Prompt
Word for word, return the entries listed below.

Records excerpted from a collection
######
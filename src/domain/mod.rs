// ==========================================
// 班次吨位引擎 - 领域模型层
// ==========================================
// 职责: 定义领域实体、类型、派生指标对象
// 红线: 不含引擎逻辑,不含文件/存储访问
// ==========================================

pub mod material;
pub mod metrics;
pub mod production;
pub mod types;

// 重导出核心类型
pub use material::{Material, MaterialCatalog};
pub use metrics::{
    CurrentShiftTonnage, MaterialTonnage, OeeMetrics, OeeRating, PerShift, ShiftStatistics,
    ShiftStatisticsReport, ShiftTonnage,
};
pub use production::{ProductionOrder, ProductionRecord};
pub use types::{OrderStatus, ShiftName, ShiftSource};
######
Answer to this exercise
filename src/domain/mod.rs
// ==========================================
// 班次吨位引擎 - 领域模型层
// ==========================================
// 职责: 定义领域实体、类型、派生指标对象
// 红线: 不含引擎逻辑,不含文件/存储访问
// ==========================================

pub mod material;
pub mod metrics;
pub mod production;
pub mod types;

// 重导出核心类型
pub use material::{Material, MaterialCatalog};
pub use metrics::{
    CurrentShiftTonnage, MaterialTonnage, OeeMetrics, OeeRating, PerShift, ShiftStatistics,
    ShiftStatisticsReport, ShiftTonnage,
};
pub use production::{ProductionOrder, ProductionRecord};
pub use types::{OrderStatus, ShiftName, ShiftSource};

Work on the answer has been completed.